Ohio BWC: The Monopolistic State Fund and What It Means for BSCs
Ohio is one of four states (along with Washington, Wyoming, and North Dakota) that requires employers to purchase workers' compensation insurance exclusively through a state-operated fund—the Ohio Bureau of Workers' Compensation (BWC). Private WC insurers are not permitted to sell WC policies to Ohio employers; all premiums are paid directly to BWC. This has significant operational implications for building service contractors headquartered outside Ohio. A national BSC operating in multiple states cannot simply add Ohio to its existing multistate WC policy; it must establish a separate BWC account, pay premiums on a retrospective-rating or group-rating basis, and navigate BWC's specific classification and audit processes. For Class Code 9014 (janitorial contractors), BWC publishes its own loss cost rates—approximately $1.20–$1.60/$100 of payroll for well-rated employers in group-rating programs, rising to $2.50–$3.50/$100 for base rates without experience modification. Ohio's system also includes a unique retrospective-rating option that allows employers with favorable loss histories to receive premium rebates, making safety program investment especially valuable for larger Columbus-area BSCs. Employers access BWC at info.bwc.ohio.gov.

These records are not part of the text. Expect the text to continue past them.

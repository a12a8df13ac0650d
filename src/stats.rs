//! Grouped statistics over the spatial grid
//!
//! Readings are bucketed into [GridCell]s and each atmospheric variable is
//! summarized per cell with count, mean, median, std, min, max and NA-rate.

use chrono::NaiveDate;
use std::collections::BTreeMap;
use strum::IntoEnumIterator;
use strum_macros::{Display, EnumIter, EnumString};

use crate::archive::{Archive, HourRange};
use crate::grid::{Grid, GridCell};
use crate::load::{LoadError, SampleLoader, Samples};
use crate::record::{AtmosProperty, Field};

/// The statistics computed for every (cell, variable) group
#[derive(Debug, Clone, Copy, PartialEq, Eq, EnumIter, EnumString, Display)]
#[strum(serialize_all = "snake_case")]
pub enum Stat {
    Count,
    Mean,
    Median,
    Std,
    Min,
    Max,
    NaRate,
}

/// Summary statistics of one variable within one group
#[derive(Debug, Clone, Copy, PartialEq)]
pub struct Summary {
    /// Non-missing values in the group
    pub count: usize,
    pub mean: f64,
    pub median: f64,
    /// Sample standard deviation (ddof = 1)
    pub std: f64,
    pub min: f64,
    pub max: f64,
    /// Missing fraction of the group size
    pub na_rate: f64,
}
impl Summary {
    /// Summarizes the non-missing values of a group of `group_size` rows
    pub fn from_values(values: &[f64], group_size: usize) -> Self {
        let count = values.len();
        let na_rate = if group_size == 0 {
            f64::NAN
        } else {
            (group_size - count) as f64 / group_size as f64
        };
        if count == 0 {
            return Self {
                count,
                mean: f64::NAN,
                median: f64::NAN,
                std: f64::NAN,
                min: f64::NAN,
                max: f64::NAN,
                na_rate,
            };
        }
        let n = count as f64;
        let mean = values.iter().sum::<f64>() / n;
        let std = if count < 2 {
            f64::NAN
        } else {
            (values.iter().map(|x| x - mean).fold(0f64, |s, x| s + x * x) / (n - 1.)).sqrt()
        };
        let mut sorted = values.to_vec();
        sorted.sort_by(|a, b| a.partial_cmp(b).unwrap());
        let median = if count % 2 == 1 {
            sorted[count / 2]
        } else {
            (sorted[count / 2 - 1] + sorted[count / 2]) / 2.
        };
        Self {
            count,
            mean,
            median,
            std,
            min: sorted[0],
            max: sorted[count - 1],
            na_rate,
        }
    }
    pub fn stat(&self, stat: Stat) -> f64 {
        match stat {
            Stat::Count => self.count as f64,
            Stat::Mean => self.mean,
            Stat::Median => self.median,
            Stat::Std => self.std,
            Stat::Min => self.min,
            Stat::Max => self.max,
            Stat::NaRate => self.na_rate,
        }
    }
}

/// Statistics of one grid cell
#[derive(Debug, Clone, Default)]
pub struct CellStats {
    /// Rows bucketed into the cell
    pub samples: usize,
    pub props: BTreeMap<AtmosProperty, Summary>,
}

/// Per-cell aggregation of the atmospheric variables
#[derive(Debug, Clone)]
pub struct SpatialAgg {
    grid: Grid,
    cells: BTreeMap<GridCell, CellStats>,
}
impl SpatialAgg {
    pub fn new(grid: Grid) -> Self {
        Self {
            grid,
            cells: BTreeMap::new(),
        }
    }
    pub fn grid(&self) -> &Grid {
        &self.grid
    }
    pub fn len(&self) -> usize {
        self.cells.len()
    }
    pub fn is_empty(&self) -> bool {
        self.cells.is_empty()
    }
    pub fn cells(&self) -> impl Iterator<Item = (&GridCell, &CellStats)> {
        self.cells.iter()
    }
    pub fn cell(&self, cell: GridCell) -> Option<&CellStats> {
        self.cells.get(&cell)
    }
    pub fn summary(&self, cell: GridCell, prop: AtmosProperty) -> Option<&Summary> {
        self.cells.get(&cell)?.props.get(&prop)
    }
    pub fn value(&self, cell: GridCell, prop: AtmosProperty, stat: Stat) -> Option<f64> {
        self.summary(cell, prop).map(|s| s.stat(stat))
    }
    /// Total number of bucketed rows
    pub fn total_count(&self) -> usize {
        self.cells.values().map(|c| c.samples).sum()
    }
    pub(crate) fn insert(&mut self, cell: GridCell, stats: CellStats) {
        self.cells.insert(cell, stats);
    }
    pub(crate) fn retain_cells(&mut self, keep: &std::collections::BTreeSet<GridCell>) {
        self.cells.retain(|cell, _| keep.contains(cell));
    }
    /// Prints an aligned per-cell table of one statistic
    pub fn print(&self, stat: Stat) {
        println!("SPATIAL AGGREGATION ({} cells):", self.len());
        print!("    {:^16}: {:>8}", "CELL", "SIZE");
        for prop in AtmosProperty::iter() {
            print!("  {:>12}", format!("{} {}", prop, stat));
        }
        println!();
        for (&cell, stats) in self.cells() {
            print!("  - {:16}: {:>8}", self.grid.label(cell), stats.samples);
            for prop in AtmosProperty::iter() {
                let value = stats.props.get(&prop).map_or(f64::NAN, |s| s.stat(stat));
                print!("  {:>12.3}", value);
            }
            println!();
        }
    }
}

/// Buckets the readings by grid cell and summarizes every atmospheric variable
///
/// Rows where all four variables are missing, or with missing/out-of-domain
/// coordinates, are left out.
pub fn spatial_agg(samples: &Samples, grid: Grid) -> SpatialAgg {
    let mut groups: BTreeMap<GridCell, Vec<&crate::record::Record>> = BTreeMap::new();
    for record in samples.iter() {
        if AtmosProperty::iter().all(|prop| record.value(prop.into()).is_none()) {
            continue;
        }
        if let Some(cell) = grid.cell(record.lat, record.lng) {
            groups.entry(cell).or_default().push(record);
        }
    }
    let mut agg = SpatialAgg::new(grid);
    for (cell, records) in groups {
        let samples = records.len();
        let props = AtmosProperty::iter()
            .map(|prop| {
                let values: Vec<f64> = records
                    .iter()
                    .filter_map(|r| r.value(Field::from(prop)))
                    .collect();
                (prop, Summary::from_values(&values, samples))
            })
            .collect();
        agg.insert(cell, CellStats { samples, props });
    }
    agg
}

/// Spatial aggregation of a single hour, `None` when the hour has no data
pub fn spatial_hour_agg(
    archive: &Archive,
    date: NaiveDate,
    hour: u32,
    grid: Grid,
) -> Result<Option<SpatialAgg>, LoadError> {
    let fields: Vec<Field> = AtmosProperty::iter().map(Field::from).collect();
    let samples = SampleLoader::new(archive)
        .hours(HourRange::single(hour)?)
        .fields(&fields)
        .load_day(date)?;
    Ok(samples.map(|samples| spatial_agg(&samples, grid)))
}

/// Hour-by-hour spatial aggregations for one day, keyed by hour
pub fn hourly_spatial_agg(
    archive: &Archive,
    date: NaiveDate,
    range: HourRange,
    grid: Grid,
) -> Result<BTreeMap<u32, SpatialAgg>, LoadError> {
    let mut hourly = BTreeMap::new();
    for hour in archive.relevant_hours(date, range)? {
        if let Some(agg) = spatial_hour_agg(archive, date, hour, grid)? {
            hourly.insert(hour, agg);
        }
    }
    Ok(hourly)
}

Ohio Sales Tax on Cleaning Services and BSC Pricing
Ohio imposes a 5.75% state sales tax on tangible personal property but generally does not tax most services. However, janitorial and building maintenance services are taxable when provided to commercial properties under ORC § 5739.01(B), which defines "service" to include certain real property maintenance services. Ohio's treatment is nuanced: cleaning performed primarily for the benefit of a commercial building owner or tenant (not residential) is subject to the state rate plus local municipality transit and county surtaxes, bringing effective rates to 7.0–8.0% in Columbus (Franklin County rate 7.5%, Licking County 7.25%). BSCs must register with the Ohio Department of Taxation, collect and remit appropriately, and issue valid resale certificates when purchasing cleaning supplies for resale. Failure to collect sales tax is a common audit finding; Columbus-area BSCs have faced assessments from Ohio DOR reaching into the hundreds of thousands of dollars for multi-year periods of uncollected service tax. Build the sales tax line explicitly into your invoice template to avoid disputes with clients who expected an all-in price.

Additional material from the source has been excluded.